Day to day, Clark and her daughter face a mountain of difficulties in relating to one another. Kim is now enrolled in her fourth school in eight months. Clark says that, as a mother trying to save her daughter, she is burned out.
But there’s potential for progress, Clark said, in Kim’s twice-weekly participation in neural-feedback therapy designed to train the teen to clear her mind and keep it open and free. Sensors placed on her scalp send a signal when her thoughts rise up and become jumbled or overly intense.
“She is not an evil person,” Clark said. “She just overreacts to everything. She gets so angry she can’t reason with her own mind. We are not a cussing family, but she’ll throws F-bombs around. In the car, she’ll hit me. It’s unreasonable. We change our lives to adapt to whatever mood she’s in.”

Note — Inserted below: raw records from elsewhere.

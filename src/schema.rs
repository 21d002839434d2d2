//! Schema references and runtime type resolution.
//!
//! A schema reference `path/to/receipt.proto:Receipt` names two things at
//! once: a human-readable `.proto` file whose text goes verbatim into the
//! prompt, and a compiled message type the model's JSON output is coerced
//! into. The text side is a plain file read. The type side maps the schema
//! path onto a pre-compiled `FileDescriptorSet` and looks the message up
//! through `prost-reflect`, which supplies the construct/parse/pack/unpack
//! operations a [`ResolvedType`] exposes.
//!
//! ## Compiled-schema layout
//!
//! Every schema source at `<schema_root>/P.proto` has a descriptor file at
//! `<gen_root>/P.binpb` — the same relative path, extension swapped. Two
//! deployment layouts are supported:
//!
//! * **Loose tree** — one `.binpb` per schema file, mirroring the source
//!   tree under `gen_root`.
//! * **Bundle** — a single `<gen_root>/descriptors.binpb` covering every
//!   schema, used when generated code ships as one artifact. Tried whenever
//!   the loose file is absent.
//!
//! Descriptors are re-read on every call. Extraction latency is dominated
//! by the provider round-trip, so the extra file read is noise, and schema
//! edits become visible without a process restart.

use crate::config::ExtractConfig;
use crate::error::ExtractError;
use prost::Message as _;
use prost_reflect::{DescriptorPool, DynamicMessage, MessageDescriptor};
use std::path::{Component, Path, PathBuf};
use tracing::debug;

/// A parsed `path:TypeName` schema reference.
#[derive(Debug, Clone, PartialEq, Eq)]
pub struct SchemaReference {
    /// Path to the `.proto` source file.
    pub path: PathBuf,
    /// Message type name declared in that file (short or full name).
    pub type_name: String,
}

impl SchemaReference {
    /// Parse a reference string, splitting on the first `:`.
    ///
    /// Fails with [`ExtractError::InvalidReference`] before any I/O occurs.
    pub fn parse(reference: &str) -> Result<Self, ExtractError> {
        let (path, type_name) =
            reference
                .split_once(':')
                .ok_or_else(|| ExtractError::InvalidReference {
                    reference: reference.to_string(),
                })?;
        if path.is_empty() || type_name.is_empty() {
            return Err(ExtractError::InvalidReference {
                reference: reference.to_string(),
            });
        }
        Ok(Self {
            path: PathBuf::from(path),
            type_name: type_name.to_string(),
        })
    }
}

/// A runtime handle to one compiled message type.
///
/// Wraps a `prost-reflect` [`MessageDescriptor`] and exposes the four
/// operations the pipeline needs: construct an empty instance, populate it
/// from JSON, pack it into a `google.protobuf.Any`, and unpack an `Any`
/// back into a named instance.
#[derive(Debug, Clone)]
pub struct ResolvedType {
    descriptor: MessageDescriptor,
}

impl ResolvedType {
    /// Fully-qualified name of the message type, e.g. `receipts.Receipt`.
    pub fn full_name(&self) -> &str {
        self.descriptor.full_name()
    }

    /// Construct an empty instance.
    pub fn new_instance(&self) -> DynamicMessage {
        DynamicMessage::new(self.descriptor.clone())
    }

    /// Populate a new instance from a parsed JSON value.
    ///
    /// Field mapping follows the protobuf JSON spec as enforced by
    /// `prost-reflect`: unknown fields and type mismatches are rejected.
    pub fn from_json(&self, json: serde_json::Value) -> Result<DynamicMessage, ExtractError> {
        DynamicMessage::deserialize(self.descriptor.clone(), json).map_err(|e| {
            ExtractError::Coercion {
                type_name: self.full_name().to_string(),
                detail: e.to_string(),
            }
        })
    }

    /// Pack an instance into a type-erased `google.protobuf.Any`.
    pub fn pack(&self, message: &DynamicMessage) -> prost_types::Any {
        prost_types::Any {
            type_url: format!("type.googleapis.com/{}", self.full_name()),
            value: message.encode_to_vec(),
        }
    }

    /// Unpack an `Any` produced by [`ResolvedType::pack`].
    ///
    /// Fails if the type tag does not name this type or the payload does not
    /// decode as it.
    pub fn unpack(&self, any: &prost_types::Any) -> Result<DynamicMessage, ExtractError> {
        let expected = self.full_name();
        let tagged = any.type_url.rsplit('/').next().unwrap_or(&any.type_url);
        if tagged != expected {
            return Err(ExtractError::Resolution {
                detail: format!("Any is tagged '{tagged}', expected '{expected}'"),
            });
        }
        DynamicMessage::decode(self.descriptor.clone(), any.value.as_slice()).map_err(|e| {
            ExtractError::Resolution {
                detail: format!("Any payload does not decode as '{expected}': {e}"),
            }
        })
    }
}

/// Read the schema text and resolve its compiled message type.
pub fn load_schema(
    reference: &SchemaReference,
    config: &ExtractConfig,
) -> Result<(String, ResolvedType), ExtractError> {
    let text = std::fs::read_to_string(&reference.path).map_err(|e| ExtractError::Io {
        path: reference.path.clone(),
        source: e,
    })?;
    let resolved = resolve_type(reference, config)?;
    Ok((text, resolved))
}

/// Locate the descriptor set for a schema path and look up the type.
pub fn resolve_type(
    reference: &SchemaReference,
    config: &ExtractConfig,
) -> Result<ResolvedType, ExtractError> {
    let descriptor_path = descriptor_path_for(&reference.path, config);

    let pool_bytes = if descriptor_path.exists() {
        debug!("Loading descriptor set: {}", descriptor_path.display());
        std::fs::read(&descriptor_path).map_err(|e| ExtractError::Io {
            path: descriptor_path.clone(),
            source: e,
        })?
    } else {
        // Bundle layout: one descriptor set covering all schemas.
        let bundle = config.gen_root.join(&config.descriptor_bundle);
        debug!(
            "No loose descriptor at {}, trying bundle {}",
            descriptor_path.display(),
            bundle.display()
        );
        std::fs::read(&bundle).map_err(|_| ExtractError::Resolution {
            detail: format!(
                "no descriptor set at '{}' and no bundle at '{}'",
                descriptor_path.display(),
                bundle.display()
            ),
        })?
    };

    let pool = DescriptorPool::decode(pool_bytes.as_slice()).map_err(|e| {
        ExtractError::Resolution {
            detail: format!("descriptor set is corrupt: {e}"),
        }
    })?;

    let descriptor = find_message(&pool, &reference.type_name).ok_or_else(|| {
        ExtractError::Resolution {
            detail: format!(
                "type '{}' not found in descriptors for '{}'",
                reference.type_name,
                reference.path.display()
            ),
        }
    })?;

    Ok(ResolvedType { descriptor })
}

/// Map a schema source path to its compiled descriptor path:
/// the same path relative to `schema_root`, re-rooted under `gen_root`,
/// with the extension replaced by `.binpb`.
fn descriptor_path_for(schema_path: &Path, config: &ExtractConfig) -> PathBuf {
    let relative = schema_path
        .strip_prefix(&config.schema_root)
        .map(Path::to_path_buf)
        .unwrap_or_else(|_| strip_root(schema_path));
    config.gen_root.join(relative.with_extension("binpb"))
}

/// Drop root/prefix components so an absolute path can be re-rooted.
fn strip_root(path: &Path) -> PathBuf {
    path.components()
        .filter(|c| !matches!(c, Component::RootDir | Component::Prefix(_)))
        .collect()
}

/// Look a message up by full name first, then by short name.
///
/// References carry the type name as declared in the `.proto` file, which
/// is the short name; the pool indexes by package-qualified full name.
fn find_message(pool: &DescriptorPool, name: &str) -> Option<MessageDescriptor> {
    pool.get_message_by_name(name)
        .or_else(|| pool.all_messages().find(|m| m.name() == name))
}
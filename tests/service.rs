//! In-process gRPC tests: real tonic client against a server on an
//! ephemeral port. No provider credentials are needed; the happy path
//! through a live model is covered by `tests/e2e.rs`.

mod common;

use proto_extract::service::pb::extract_service_client::ExtractServiceClient;
use proto_extract::service::pb::ExtractRequest;
use proto_extract::{service, ExtractConfig};
use tokio::net::TcpListener;
use tokio::sync::oneshot;
use tokio::task::JoinHandle;
use tonic::Code;

struct TestServer {
    addr: String,
    shutdown: oneshot::Sender<()>,
    handle: JoinHandle<Result<(), proto_extract::ExtractError>>,
}

async fn start_server(config: ExtractConfig) -> TestServer {
    let listener = TcpListener::bind("127.0.0.1:0").await.unwrap();
    let addr = format!("http://{}", listener.local_addr().unwrap());
    let (shutdown, rx) = oneshot::channel::<()>();

    let handle = tokio::spawn(service::serve_with_listener(listener, config, async {
        rx.await.ok();
    }));

    TestServer {
        addr,
        shutdown,
        handle,
    }
}

async fn connect(addr: &str) -> ExtractServiceClient<tonic::transport::Channel> {
    // The accept loop may not be polling yet right after spawn.
    for _ in 0..50 {
        if let Ok(client) = ExtractServiceClient::connect(addr.to_string()).await {
            return client;
        }
        tokio::time::sleep(std::time::Duration::from_millis(20)).await;
    }
    panic!("could not connect to test server at {addr}");
}

#[tokio::test]
async fn malformed_schema_reference_is_invalid_argument() {
    let server = start_server(ExtractConfig::default()).await;
    let mut client = connect(&server.addr).await;

    let status = client
        .extract_data(ExtractRequest {
            file_path: "doc.png".into(),
            proto_schema: "no-colon-here".into(),
            model: "openai".into(),
        })
        .await
        .unwrap_err();

    assert_eq!(status.code(), Code::InvalidArgument);
    assert!(status.message().contains("no-colon-here"));

    server.shutdown.send(()).unwrap();
    server.handle.await.unwrap().unwrap();
}

#[tokio::test]
async fn unknown_model_name_is_invalid_argument() {
    let fx = common::loose_layout();
    let server = start_server(fx.config.clone()).await;
    let mut client = connect(&server.addr).await;

    let status = client
        .extract_data(ExtractRequest {
            file_path: "doc.png".into(),
            proto_schema: fx.reference.clone(),
            model: "palm".into(),
        })
        .await
        .unwrap_err();

    assert_eq!(status.code(), Code::InvalidArgument);
    assert!(status.message().contains("palm"));

    server.shutdown.send(()).unwrap();
    server.handle.await.unwrap().unwrap();
}

#[tokio::test]
async fn missing_document_is_not_found() {
    let fx = common::loose_layout();
    let server = start_server(fx.config.clone()).await;
    let mut client = connect(&server.addr).await;

    let status = client
        .extract_data(ExtractRequest {
            file_path: fx.dir.path().join("absent.png").display().to_string(),
            proto_schema: fx.reference.clone(),
            model: "openai".into(),
        })
        .await
        .unwrap_err();

    assert_eq!(status.code(), Code::NotFound);

    server.shutdown.send(()).unwrap();
    server.handle.await.unwrap().unwrap();
}

/// A provider failure fails the request, not the process: the same server
/// keeps answering afterwards.
#[tokio::test]
async fn provider_failure_is_unavailable_and_server_survives() {
    if std::env::var("OPENAI_API_KEY").is_ok() {
        println!("SKIP — OPENAI_API_KEY is set, this test needs absent credentials");
        return;
    }

    let fx = common::loose_layout();
    let doc = fx.dir.path().join("receipt.jpg");
    std::fs::write(&doc, b"not a real jpeg, never decoded").unwrap();

    let server = start_server(fx.config.clone()).await;
    let mut client = connect(&server.addr).await;

    let request = ExtractRequest {
        file_path: doc.display().to_string(),
        proto_schema: fx.reference.clone(),
        model: "openai".into(),
    };

    let status = client.extract_data(request.clone()).await.unwrap_err();
    assert_eq!(status.code(), Code::Unavailable);

    // Second request on the same connection still gets served.
    let status = client.extract_data(request).await.unwrap_err();
    assert_eq!(status.code(), Code::Unavailable);

    server.shutdown.send(()).unwrap();
    server.handle.await.unwrap().unwrap();
}

#[tokio::test]
async fn shutdown_signal_stops_an_idle_server() {
    let server = start_server(ExtractConfig::default()).await;
    // Make sure it is actually up before asking it to stop.
    let _client = connect(&server.addr).await;

    server.shutdown.send(()).unwrap();
    server.handle.await.unwrap().unwrap();
}
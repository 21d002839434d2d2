//! Page ingestion: normalise a path or URL into a uniform page-image set.
//!
//! Three input shapes collapse into one representation:
//!
//! * **URL** — fetched in one request; the body is the single page and the
//!   encoding comes from the URL's file extension.
//! * **PDF** — every page rasterised via pdfium at the configured scale and
//!   PNG-encoded. Runs inside `spawn_blocking`: pdfium wraps a C++ library
//!   with thread-local state that must not run on async worker threads.
//! * **Anything else** — treated as a single raw image file, bytes read
//!   as-is.
//!
//! Downstream stages never branch on the input shape again; they see only
//! an ordered page list with one shared encoding.

use crate::config::ExtractConfig;
use crate::error::ExtractError;
use image::DynamicImage;
use pdfium_render::prelude::*;
use std::io::Cursor;
use std::path::{Path, PathBuf};
use tracing::{debug, info};

/// An ordered sequence of page images sharing one encoding.
///
/// Created once per extraction request and immutable afterwards; the model
/// adapter consumes it and it is discarded with the request.
#[derive(Debug, Clone)]
pub struct PageSet {
    pages: Vec<Vec<u8>>,
    encoding: String,
}

impl PageSet {
    /// An empty page set with the default `"jpeg"` encoding.
    pub fn new() -> Self {
        Self {
            pages: Vec::new(),
            encoding: "jpeg".to_string(),
        }
    }

    /// Append one page's image bytes.
    pub fn add_page(&mut self, bytes: Vec<u8>) {
        self.pages.push(bytes);
    }

    /// Set the shared encoding, normalising `"jpg"` to `"jpeg"`.
    pub fn set_encoding(&mut self, encoding: &str) {
        let e = encoding.to_ascii_lowercase();
        self.encoding = if e == "jpg" { "jpeg".to_string() } else { e };
    }

    /// The shared image encoding, e.g. `"jpeg"` or `"png"`.
    pub fn encoding(&self) -> &str {
        &self.encoding
    }

    /// MIME type for the shared encoding, e.g. `"image/png"`.
    pub fn mime_type(&self) -> String {
        format!("image/{}", self.encoding)
    }

    /// Page image buffers, in document order.
    pub fn pages(&self) -> &[Vec<u8>] {
        &self.pages
    }

    pub fn len(&self) -> usize {
        self.pages.len()
    }

    pub fn is_empty(&self) -> bool {
        self.pages.is_empty()
    }
}

impl Default for PageSet {
    fn default() -> Self {
        Self::new()
    }
}

/// Check if the input string looks like a URL.
pub fn is_url(input: &str) -> bool {
    let lower = input.to_ascii_lowercase();
    lower.starts_with("http://") || lower.starts_with("https://")
}

/// Turn a file locator into a [`PageSet`].
pub async fn ingest(locator: &str, config: &ExtractConfig) -> Result<PageSet, ExtractError> {
    if is_url(locator) {
        fetch_remote(locator, config.download_timeout_secs).await
    } else if locator.to_ascii_lowercase().ends_with(".pdf") {
        render_pdf(Path::new(locator), config.render_scale).await
    } else {
        read_image(Path::new(locator)).await
    }
}

/// Fetch a remote document; the body becomes the single page.
async fn fetch_remote(url: &str, timeout_secs: u64) -> Result<PageSet, ExtractError> {
    info!("Fetching document from: {}", url);

    let client = reqwest::Client::builder()
        .timeout(std::time::Duration::from_secs(timeout_secs))
        .build()
        .map_err(|e| ExtractError::Fetch {
            url: url.to_string(),
            reason: e.to_string(),
        })?;

    let response = client
        .get(url)
        .send()
        .await
        .map_err(|e| ExtractError::Fetch {
            url: url.to_string(),
            reason: e.to_string(),
        })?;

    if !response.status().is_success() {
        return Err(ExtractError::Fetch {
            url: url.to_string(),
            reason: format!("HTTP {}", response.status()),
        });
    }

    let bytes = response.bytes().await.map_err(|e| ExtractError::Fetch {
        url: url.to_string(),
        reason: e.to_string(),
    })?;

    let mut pages = PageSet::new();
    pages.add_page(bytes.to_vec());
    pages.set_encoding(&extension_of(url).unwrap_or_else(|| "jpeg".to_string()));
    debug!("Fetched {} bytes, encoding '{}'", pages.pages[0].len(), pages.encoding());
    Ok(pages)
}

/// Read a single raw image file as the sole page.
async fn read_image(path: &Path) -> Result<PageSet, ExtractError> {
    let bytes = tokio::fs::read(path).await.map_err(|e| ExtractError::Io {
        path: path.to_path_buf(),
        source: e,
    })?;

    let mut pages = PageSet::new();
    pages.add_page(bytes);
    if let Some(ext) = extension_of(&path.to_string_lossy()) {
        pages.set_encoding(&ext);
    }
    Ok(pages)
}

/// Rasterise every PDF page to PNG at the given linear scale.
///
/// An empty PDF yields an empty page set; the adapter sends a text-only
/// request in that case.
async fn render_pdf(pdf_path: &Path, scale: f32) -> Result<PageSet, ExtractError> {
    // Readability is checked up front so a missing file stays an I/O
    // error; pdfium failures are reserved for corrupt or unsupported PDFs.
    tokio::fs::metadata(pdf_path)
        .await
        .map_err(|e| ExtractError::Io {
            path: pdf_path.to_path_buf(),
            source: e,
        })?;

    let path = pdf_path.to_path_buf();

    tokio::task::spawn_blocking(move || render_pdf_blocking(&path, scale))
        .await
        .map_err(|e| ExtractError::Internal(format!("Render task panicked: {}", e)))?
}

/// Blocking implementation of PDF rasterisation.
fn render_pdf_blocking(pdf_path: &Path, scale: f32) -> Result<PageSet, ExtractError> {
    let pdfium = Pdfium::default();

    let document = pdfium
        .load_pdf_from_file(pdf_path, None)
        .map_err(|e| ExtractError::Decode {
            path: pdf_path.to_path_buf(),
            detail: format!("{:?}", e),
        })?;

    let doc_pages = document.pages();
    let total = doc_pages.len() as usize;
    info!("PDF loaded: {} pages", total);

    let render_config = PdfRenderConfig::new().scale_page_by_factor(scale);

    let mut pages = PageSet::new();
    pages.set_encoding("png");

    for (idx, page) in doc_pages.iter().enumerate() {
        let bitmap = page
            .render_with_config(&render_config)
            .map_err(|e| ExtractError::Decode {
                path: pdf_path.to_path_buf(),
                detail: format!("page {}: {:?}", idx + 1, e),
            })?;

        let image = bitmap.as_image();
        let bytes = encode_png(&image).map_err(|e| ExtractError::Decode {
            path: pdf_path.to_path_buf(),
            detail: format!("page {}: PNG encoding failed: {}", idx + 1, e),
        })?;

        debug!(
            "Rendered page {} → {}x{} px, {} bytes",
            idx + 1,
            image.width(),
            image.height(),
            bytes.len()
        );
        pages.add_page(bytes);
    }

    Ok(pages)
}

/// PNG-encode a rendered page. Lossless keeps rendered text crisp, which
/// matters far more to the vision model than file size.
fn encode_png(img: &DynamicImage) -> Result<Vec<u8>, image::ImageError> {
    let mut buf = Vec::new();
    img.write_to(&mut Cursor::new(&mut buf), image::ImageFormat::Png)?;
    Ok(buf)
}

/// Extension of a path or URL, without the dot.
fn extension_of(locator: &str) -> Option<String> {
    // Drop query/fragment so "photo.png?sig=abc" resolves to "png".
    let trimmed = locator
        .split(['?', '#'])
        .next()
        .unwrap_or(locator);
    PathBuf::from(trimmed)
        .extension()
        .map(|e| e.to_string_lossy().to_string())
}

#[cfg(test)]
mod tests {
    use super::*;

    #[test]
    fn url_detection() {
        assert!(is_url("https://example.com/receipt.png"));
        assert!(is_url("http://example.com/receipt.png"));
        assert!(is_url("HTTPS://example.com/receipt.png"));
        assert!(!is_url("/tmp/receipt.png"));
        assert!(!is_url("receipt.png"));
        assert!(!is_url(""));
    }

    #[test]
    fn jpg_normalises_to_jpeg() {
        let mut pages = PageSet::new();
        pages.set_encoding("JPG");
        assert_eq!(pages.encoding(), "jpeg");
        pages.set_encoding("png");
        assert_eq!(pages.encoding(), "png");
    }

    #[test]
    fn mime_type_uses_shared_encoding() {
        let mut pages = PageSet::new();
        assert_eq!(pages.mime_type(), "image/jpeg");
        pages.set_encoding("png");
        assert_eq!(pages.mime_type(), "image/png");
    }

    #[test]
    fn extension_ignores_query_and_fragment() {
        assert_eq!(
            extension_of("https://cdn.example.com/scan.jpg?sig=abc#top"),
            Some("jpg".to_string())
        );
        assert_eq!(extension_of("https://example.com/receipt"), None);
    }

    #[tokio::test]
    async fn single_image_file_yields_one_page_with_matching_encoding() {
        let dir = tempfile::tempdir().unwrap();
        let path = dir.path().join("receipt.jpg");
        std::fs::write(&path, b"not-actually-a-jpeg").unwrap();

        let config = ExtractConfig::default();
        let pages = ingest(path.to_str().unwrap(), &config).await.unwrap();

        assert_eq!(pages.len(), 1);
        assert_eq!(pages.encoding(), "jpeg"); // jpg → jpeg
        assert_eq!(pages.pages()[0], b"not-actually-a-jpeg");
    }

    #[tokio::test]
    async fn missing_image_file_is_io_error() {
        let config = ExtractConfig::default();
        let err = ingest("/definitely/not/here.png", &config).await.unwrap_err();
        assert!(matches!(err, ExtractError::Io { .. }));
    }

    #[tokio::test]
    async fn missing_pdf_is_io_error() {
        // A file that does not exist is an I/O problem, not a decode
        // problem; this fails before pdfium is ever loaded.
        let config = ExtractConfig::default();
        let err = ingest("/definitely/not/here.pdf", &config).await.unwrap_err();
        assert!(matches!(err, ExtractError::Io { .. }));
    }

    // PDF rasterisation needs a pdfium shared library; exercised by the
    // gated end-to-end tests in tests/e2e.rs.
}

In relating to Jordana Steinberg’s journey, the Clarks share a commonality with the Steinberg family: Unconditional love for their child, no matter the tumult.
Jordana, who as a child received a bipolar diagnosis, only recently learned from her therapist that she likely suffered from DMDD instead. During treatment at Summitview residential group homes in El Dorado County, she learned how to retrain her brain and quiet her intense overreactions. Then, in her first year at Sierra College, she decided to drop the heavy meds. She manages stress through exercise, a good night’s sleep, eating right, maintaining a routine and focusing on the positive in day-to-day life.
No doubt, families will find welcome relief in the notion that the childhood disorder may mellow in adulthood, though research does not yet show this to be a certainty, experts say. Scientists do know, however, that DMDD is a predictor for depression and anxiety later in life. But these are increasingly manageable conditions.
Meanwhile, in the Clark household, Kim’s grandmother noted that, “I can’t say enough about how much Kim is loved by her mother, father and, of course, me. She’s a beautiful, beautiful girl. She’s bright; she’s got an incredible vocabulary. But there’s a motor running and somehow she can’t shut it off.”
Kim’s mother said, “I know she loves me. Every once in a while, when I’m sitting down, she plops down in front of me and lets me massage her. Touch is good for healing.”